The exciting crypto part is reasonably well-tested though even things like side-channel attacks aren't to be ruled out. But certificate handling remains the boring, neglected part. It starts with hopelessly convoluted attributes and whatnot that make its encoding, chew toy ASN.1, look sane by comparison. Few people know what any of that even means, nevermind the variations by which various browsers interpret it all. CRLs? Don't work. Meaningful error messages? Say what? You're lucky the browser bar may or may not change colour. Clear paths to recover from compromise? Ha ha!
And the kicker? The very model. Pay some shady company like verisign an exorbitant sum to issue a certificate for a year --meaning compromise will last that long too, worst case-- that is supposed to protect you from, well, those they don't take money from. They're a commercial entitiy. Systemic safety built in right there.
That certificate issuing thing isn't special; just about any SSL implementation can do it. With openssl or mozilla's nss installed (that you get "free" with most mozilla's other software) you have the tools.

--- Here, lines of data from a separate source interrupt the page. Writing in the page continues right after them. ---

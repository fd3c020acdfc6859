//! Configuration management.
//!
//! Configuration is read from `~/.config/tributary/config.toml` at startup.
//! If the file doesn't exist, a default configuration with comments is created.

use serde::Deserialize;
use std::collections::HashMap;
use std::fs;
use std::io::Write;
use std::path::PathBuf;
use std::time::Duration;

use crate::client::HttpConfig;
use crate::orchestrator::OrchestratorConfig;
use crate::source::FeedEndpoint;

/// Main configuration struct.
#[derive(Debug, Clone, Default, Deserialize)]
#[serde(default)]
pub struct Config {
    pub http: HttpSection,
    pub store: StoreSection,
    pub media: MediaSection,
    pub orchestrator: OrchestratorSection,
    pub my_feed: MyFeedSection,
    pub sources: SourcesSection,
}

impl Config {
    /// Load configuration from the default path.
    ///
    /// If the config file doesn't exist, creates a default one with comments.
    /// If the config file exists but is invalid, returns an error.
    /// Missing fields in the config file will use default values.
    pub fn load() -> Result<Self, ConfigError> {
        let config_path = Self::default_config_path()?;
        Self::load_from(&config_path)
    }

    /// Load configuration from an explicit path, creating a commented
    /// default file there when none exists yet.
    pub fn load_from(config_path: &PathBuf) -> Result<Self, ConfigError> {
        if !config_path.exists() {
            Self::create_default_config(config_path)?;
            return Ok(Self::default());
        }

        let content = fs::read_to_string(config_path).map_err(|e| ConfigError::Io {
            path: config_path.clone(),
            source: e,
        })?;

        let config: Config = toml::from_str(&content).map_err(|e| ConfigError::Parse {
            path: config_path.clone(),
            source: e,
        })?;

        Ok(config)
    }

    /// Get the default config file path: `~/.config/tributary/config.toml`
    pub fn default_config_path() -> Result<PathBuf, ConfigError> {
        let config_dir = dirs::config_dir().ok_or(ConfigError::NoConfigDir)?;
        Ok(config_dir.join("tributary").join("config.toml"))
    }

    /// Create a default config file with comments.
    fn create_default_config(path: &PathBuf) -> Result<(), ConfigError> {
        if let Some(parent) = path.parent() {
            fs::create_dir_all(parent).map_err(|e| ConfigError::Io {
                path: parent.to_path_buf(),
                source: e,
            })?;
        }

        let default_config = Self::default_config_content();

        let mut file = fs::File::create(path).map_err(|e| ConfigError::Io {
            path: path.clone(),
            source: e,
        })?;

        file.write_all(default_config.as_bytes())
            .map_err(|e| ConfigError::Io {
                path: path.clone(),
                source: e,
            })?;

        Ok(())
    }

    /// Generate the default config file content with comments.
    fn default_config_content() -> String {
        r##"# Tributary Configuration

[http]
# Maximum simultaneous network requests
max_concurrent_requests = 10

# Per-request timeout in seconds
timeout_secs = 10

# Window (seconds) during which identical requests share one response
dedup_window_secs = 5

# In-flight request table size that triggers trimming
dedup_capacity = 100

# Uncomment to override the User-Agent header
# user_agent = "tributary/0.1.0"

[store]
# Uncomment to override the article database location
# path = "/path/to/articles.sqlite"

[media]
# Number of decoded thumbnails/logos kept in memory
cache_capacity = 50

[orchestrator]
# Concurrent background fetch tasks
max_active = 3

# Pause (milliseconds) after a task resolves before its slot frees up
settle_delay_ms = 100

# Upper bound (seconds) on a full background refresh
refresh_timeout_secs = 10

# Upper bound (seconds) on a personalized-feed refresh
my_feed_timeout_secs = 3

[my_feed]
# Categories whose articles also land in the personalized feed
followed_categories = ["technology"]

# Uncomment to refresh a personal feed alongside the followed categories
# local_feed_url = "https://example.com/my.xml"

# Feeds grouped by category. The front page aggregates all of them.
[[sources.feeds]]
category = "technology"
url = "https://feeds.arstechnica.com/arstechnica/technology-lab"
name = "Ars Technica"

[[sources.feeds]]
category = "technology"
url = "https://www.theverge.com/rss/index.xml"
name = "The Verge"

[[sources.feeds]]
category = "world"
url = "https://feeds.bbci.co.uk/news/world/rss.xml"
name = "BBC World"
"##
        .to_string()
    }
}

#[derive(Debug, Clone, Deserialize)]
#[serde(default)]
pub struct HttpSection {
    /// Maximum simultaneous network requests (default: 10)
    pub max_concurrent_requests: usize,

    /// Per-request timeout in seconds (default: 10)
    pub timeout_secs: u64,

    /// Seconds during which identical in-flight/completed requests are shared (default: 5)
    pub dedup_window_secs: u64,

    /// In-flight table size that triggers trimming (default: 100)
    pub dedup_capacity: usize,

    /// User agent string to use
    pub user_agent: Option<String>,
}

impl Default for HttpSection {
    fn default() -> Self {
        Self {
            max_concurrent_requests: 10,
            timeout_secs: 10,
            dedup_window_secs: 5,
            dedup_capacity: 100,
            user_agent: None,
        }
    }
}

impl HttpSection {
    /// Get the per-request timeout as a Duration
    pub fn timeout(&self) -> Duration {
        Duration::from_secs(self.timeout_secs)
    }

    /// Get the request-sharing window as a Duration
    pub fn dedup_window(&self) -> Duration {
        Duration::from_secs(self.dedup_window_secs)
    }

    pub fn to_http_config(&self) -> HttpConfig {
        let defaults = HttpConfig::default();
        HttpConfig {
            max_concurrent: self.max_concurrent_requests,
            timeout: self.timeout(),
            user_agent: self.user_agent.clone().unwrap_or(defaults.user_agent),
            dedup_ttl: self.dedup_window(),
            dedup_capacity: self.dedup_capacity,
        }
    }
}

#[derive(Debug, Clone, Default, Deserialize)]
#[serde(default)]
pub struct StoreSection {
    /// Article database location; defaults to the platform cache directory
    pub path: Option<PathBuf>,
}

#[derive(Debug, Clone, Deserialize)]
#[serde(default)]
pub struct MediaSection {
    /// Number of media entries kept in memory (default: 50)
    pub cache_capacity: usize,
}

impl Default for MediaSection {
    fn default() -> Self {
        Self { cache_capacity: 50 }
    }
}

#[derive(Debug, Clone, Deserialize)]
#[serde(default)]
pub struct OrchestratorSection {
    /// Concurrent background fetch tasks (default: 3)
    pub max_active: usize,

    /// Pause after a task resolves before its slot frees up, in milliseconds (default: 100)
    pub settle_delay_ms: u64,

    /// Upper bound on a full background refresh in seconds (default: 10)
    pub refresh_timeout_secs: u64,

    /// Upper bound on a personalized-feed refresh in seconds (default: 3)
    pub my_feed_timeout_secs: u64,
}

impl Default for OrchestratorSection {
    fn default() -> Self {
        Self {
            max_active: 3,
            settle_delay_ms: 100,
            refresh_timeout_secs: 10,
            my_feed_timeout_secs: 3,
        }
    }
}

impl OrchestratorSection {
    pub fn settle_delay(&self) -> Duration {
        Duration::from_millis(self.settle_delay_ms)
    }

    pub fn refresh_timeout(&self) -> Duration {
        Duration::from_secs(self.refresh_timeout_secs)
    }

    pub fn my_feed_timeout(&self) -> Duration {
        Duration::from_secs(self.my_feed_timeout_secs)
    }

    pub fn to_orchestrator_config(&self) -> OrchestratorConfig {
        OrchestratorConfig {
            max_active: self.max_active,
            settle_delay: self.settle_delay(),
            refresh_timeout: self.refresh_timeout(),
            my_feed_timeout: self.my_feed_timeout(),
        }
    }
}

#[derive(Debug, Clone, Default, Deserialize)]
#[serde(default)]
pub struct MyFeedSection {
    /// Categories whose articles also land in the personalized feed
    pub followed_categories: Vec<String>,

    /// Optional personal feed URL, refreshed alongside followed categories
    pub local_feed_url: Option<String>,
}

#[derive(Debug, Clone, Deserialize)]
#[serde(default)]
pub struct SourcesSection {
    pub feeds: Vec<FeedEntry>,
}

/// One configured feed, assigned to a category.
#[derive(Debug, Clone, Deserialize)]
pub struct FeedEntry {
    pub category: String,
    pub url: String,
    pub name: Option<String>,
}

impl Default for SourcesSection {
    fn default() -> Self {
        Self {
            feeds: vec![
                FeedEntry {
                    category: "technology".to_string(),
                    url: "https://feeds.arstechnica.com/arstechnica/technology-lab".to_string(),
                    name: Some("Ars Technica".to_string()),
                },
                FeedEntry {
                    category: "technology".to_string(),
                    url: "https://www.theverge.com/rss/index.xml".to_string(),
                    name: Some("The Verge".to_string()),
                },
                FeedEntry {
                    category: "world".to_string(),
                    url: "https://feeds.bbci.co.uk/news/world/rss.xml".to_string(),
                    name: Some("BBC World".to_string()),
                },
            ],
        }
    }
}

impl SourcesSection {
    /// Group the configured feeds by category, preserving file order.
    pub fn by_category(&self) -> HashMap<String, Vec<FeedEndpoint>> {
        let mut categories: HashMap<String, Vec<FeedEndpoint>> = HashMap::new();
        for entry in &self.feeds {
            categories
                .entry(entry.category.clone())
                .or_default()
                .push(FeedEndpoint {
                    url: entry.url.clone(),
                    name: entry.name.clone(),
                });
        }
        categories
    }

    /// Every endpoint regardless of category, for front-page aggregation.
    pub fn all_endpoints(&self) -> Vec<FeedEndpoint> {
        self.feeds
            .iter()
            .map(|entry| FeedEndpoint {
                url: entry.url.clone(),
                name: entry.name.clone(),
            })
            .collect()
    }

    pub fn category_ids(&self) -> Vec<String> {
        let mut ids: Vec<String> = Vec::new();
        for entry in &self.feeds {
            if !ids.contains(&entry.category) {
                ids.push(entry.category.clone());
            }
        }
        ids
    }
}

/// Configuration errors.
#[derive(Debug, thiserror::Error)]
pub enum ConfigError {
    #[error("Could not determine config directory")]
    NoConfigDir,

    #[error("Failed to read/write config file at {path}: {source}")]
    Io {
        path: PathBuf,
        source: std::io::Error,
    },

    #[error("Failed to parse config file at {path}: {source}")]
    Parse {
        path: PathBuf,
        source: toml::de::Error,
    },
}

But if you do you'll just get nagged at by your browser, by comparison unreasonably much nagged at.
The thing that makes CAs special is having a self-signed signing certificate stuffed in the world's certificate databases as "trusted". Go take a look in your browser's certificate store. How many of those "trusted" CAs would you trust? Have you any idea what sort of sites they issue certificates for? Or how they do it? Therefore, do you know what it means, what standards they applied? Have you made informed judgements on whether you wish to trust any of them? Provided you can, which in the case of the micros~1 store you plain can't; in other cases the process is so obscure only PKI geeks bother.
The CA structure behind SSL remains more accidents waiting to happen. I'm surprised it doesn't happen far more often. Then again, crypto nerd Appelbaum only noticed when he actively started to look. Appelbaum's page is quite interesting, and not just because of what he did: Notice how just finding out the compromises is something that has just about everyone not into that have their eyes thoroughly glaze over.
The elephant in the room, though, is the curious silence and covering of the root CA for the compromised RA (USERTRUST), and the large browsers doing exactly the same. Why?
They're commercial entities, so why not apply "free market" on this end, too? Probably because of (perceived) interests with other clients, or even interest in protecting this house of cards, excuse me, valuable security system. Perchance free market doesn't work so well for this. So perhaps we should stop paying CAs or their resellers so much. Maybe time for a different model, and do away with PKI and its associated commercial circus, no?